* [PROBLEM DETAILS]
Please copy every line of the material exactly.

* [MATERIAL PROVIDED]
= = = = = = =

// SPDX-License-Identifier: MPL-2.0
//! Centralized default values for the knob's tuning constants.
//!
//! This module serves as the single source of truth for default values
//! used across the crate. Constants are organized by category.
//!
//! # Categories
//!
//! - **Value range**: default minimum, maximum, value, and reset target
//! - **Rotation**: the dial's angular sweep and the center dead zone
//! - **Gestures**: double-tap detection thresholds
//! - **Animation**: animated value-change timing
//! - **Layout**: default widget dimensions

use std::time::Duration;

// ==========================================================================
// Value Range Defaults
// ==========================================================================

/// Default minimum value of a freshly constructed knob.
pub const DEFAULT_MINIMUM_VALUE: f32 = 0.0;

/// Default maximum value of a freshly constructed knob.
pub const DEFAULT_MAXIMUM_VALUE: f32 = 1.0;

/// Default current value (center position).
pub const DEFAULT_VALUE: f32 = 0.5;

/// Default reset target for the double-tap gesture (center position).
pub const DEFAULT_RESET_VALUE: f32 = 0.5;

// ==========================================================================
// Rotation Defaults
// ==========================================================================

/// Half of the dial's angular sweep, in radians.
///
/// The knob rotates between `-MAX_ROTATION_ANGLE` (minimum value) and
/// `+MAX_ROTATION_ANGLE` (maximum value), i.e. a 270° sweep in total.
pub const MAX_ROTATION_ANGLE: f32 = 3.0 * std::f32::consts::FRAC_PI_4;

/// Radius around the control center, in logical pixels, inside which a touch
/// has no usable angle.
///
/// The vector from the center to such a touch is too short to orient the
/// knob; those touches contribute a zero angular delta instead.
pub const CENTER_DEAD_ZONE: f32 = 1.0;

// ==========================================================================
// Gesture Defaults
// ==========================================================================

/// Maximum delay between two presses for them to count as a double-tap.
pub const DOUBLE_TAP_WINDOW: Duration = Duration::from_millis(350);

/// Maximum distance between two presses, in logical pixels, for them to
/// count as a double-tap.
pub const DOUBLE_TAP_RADIUS: f32 = 24.0;

// ==========================================================================
// Animation Defaults
// ==========================================================================

/// Duration of the rotation transition played by animated value changes.
pub const KNOB_ANIMATION_DURATION: Duration = Duration::from_millis(200);

// ==========================================================================
// Layout Defaults
// ==========================================================================

/// Default width and height of the knob widget, in logical pixels.
pub const DEFAULT_KNOB_DIAMETER: f32 = 80.0;

// ==========================================================================
// Compile-time Validation
// ==========================================================================

const _: () = {
    // Value range validation
    assert!(DEFAULT_MINIMUM_VALUE <= DEFAULT_MAXIMUM_VALUE);
    assert!(DEFAULT_VALUE >= DEFAULT_MINIMUM_VALUE);
    assert!(DEFAULT_VALUE <= DEFAULT_MAXIMUM_VALUE);
    assert!(DEFAULT_RESET_VALUE >= DEFAULT_MINIMUM_VALUE);
    assert!(DEFAULT_RESET_VALUE <= DEFAULT_MAXIMUM_VALUE);

    // Rotation validation
    assert!(MAX_ROTATION_ANGLE > 0.0);
    assert!(MAX_ROTATION_ANGLE <= std::f32::consts::PI);
    assert!(CENTER_DEAD_ZONE > 0.0);

    // Gesture validation
    assert!(DOUBLE_TAP_WINDOW.as_millis() > 0);
    assert!(DOUBLE_TAP_RADIUS > 0.0);

    // Animation/layout validation
    assert!(KNOB_ANIMATION_DURATION.as_millis() > 0);
    assert!(DEFAULT_KNOB_DIAMETER > 0.0);
    assert!(DEFAULT_KNOB_DIAMETER > DOUBLE_TAP_RADIUS);
};
// SPDX-License-Identifier: MPL-2.0
//! Knob configuration constants.
//!
//! The control keeps no persistent settings; its configuration is the set of
//! compile-time defaults in [`defaults`], re-exported here for convenience.

pub mod defaults;

pub use defaults::*;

= = = = = = =

* [ANSWER TO THE EXERCISE]
// SPDX-License-Identifier: MPL-2.0
//! Centralized default values for the knob's tuning constants.
//!
//! This module serves as the single source of truth for default values
//! used across the crate. Constants are organized by category.
//!
//! # Categories
//!
//! - **Value range**: default minimum, maximum, value, and reset target
//! - **Rotation**: the dial's angular sweep and the center dead zone
//! - **Gestures**: double-tap detection thresholds
//! - **Animation**: animated value-change timing
//! - **Layout**: default widget dimensions

use std::time::Duration;

// ==========================================================================
// Value Range Defaults
// ==========================================================================

/// Default minimum value of a freshly constructed knob.
pub const DEFAULT_MINIMUM_VALUE: f32 = 0.0;

/// Default maximum value of a freshly constructed knob.
pub const DEFAULT_MAXIMUM_VALUE: f32 = 1.0;

/// Default current value (center position).
pub const DEFAULT_VALUE: f32 = 0.5;

/// Default reset target for the double-tap gesture (center position).
pub const DEFAULT_RESET_VALUE: f32 = 0.5;

// ==========================================================================
// Rotation Defaults
// ==========================================================================

/// Half of the dial's angular sweep, in radians.
///
/// The knob rotates between `-MAX_ROTATION_ANGLE` (minimum value) and
/// `+MAX_ROTATION_ANGLE` (maximum value), i.e. a 270° sweep in total.
pub const MAX_ROTATION_ANGLE: f32 = 3.0 * std::f32::consts::FRAC_PI_4;

/// Radius around the control center, in logical pixels, inside which a touch
/// has no usable angle.
///
/// The vector from the center to such a touch is too short to orient the
/// knob; those touches contribute a zero angular delta instead.
pub const CENTER_DEAD_ZONE: f32 = 1.0;

// ==========================================================================
// Gesture Defaults
// ==========================================================================

/// Maximum delay between two presses for them to count as a double-tap.
pub const DOUBLE_TAP_WINDOW: Duration = Duration::from_millis(350);

/// Maximum distance between two presses, in logical pixels, for them to
/// count as a double-tap.
pub const DOUBLE_TAP_RADIUS: f32 = 24.0;

// ==========================================================================
// Animation Defaults
// ==========================================================================

/// Duration of the rotation transition played by animated value changes.
pub const KNOB_ANIMATION_DURATION: Duration = Duration::from_millis(200);

// ==========================================================================
// Layout Defaults
// ==========================================================================

/// Default width and height of the knob widget, in logical pixels.
pub const DEFAULT_KNOB_DIAMETER: f32 = 80.0;

// ==========================================================================
// Compile-time Validation
// ==========================================================================

const _: () = {
    // Value range validation
    assert!(DEFAULT_MINIMUM_VALUE <= DEFAULT_MAXIMUM_VALUE);
    assert!(DEFAULT_VALUE >= DEFAULT_MINIMUM_VALUE);
    assert!(DEFAULT_VALUE <= DEFAULT_MAXIMUM_VALUE);
    assert!(DEFAULT_RESET_VALUE >= DEFAULT_MINIMUM_VALUE);
    assert!(DEFAULT_RESET_VALUE <= DEFAULT_MAXIMUM_VALUE);

    // Rotation validation
    assert!(MAX_ROTATION_ANGLE > 0.0);
    assert!(MAX_ROTATION_ANGLE <= std::f32::consts::PI);
    assert!(CENTER_DEAD_ZONE > 0.0);

    // Gesture validation
    assert!(DOUBLE_TAP_WINDOW.as_millis() > 0);
    assert!(DOUBLE_TAP_RADIUS > 0.0);

    // Animation/layout validation
    assert!(KNOB_ANIMATION_DURATION.as_millis() > 0);
    assert!(DEFAULT_KNOB_DIAMETER > 0.0);
    assert!(DEFAULT_KNOB_DIAMETER > DOUBLE_TAP_RADIUS);
};
// SPDX-License-Identifier: MPL-2.0
//! Knob configuration constants.
//!
//! The control keeps no persistent settings; its configuration is the set of
//! compile-time defaults in [`defaults`], re-exported here for convenience.

pub mod defaults;

pub use defaults::*;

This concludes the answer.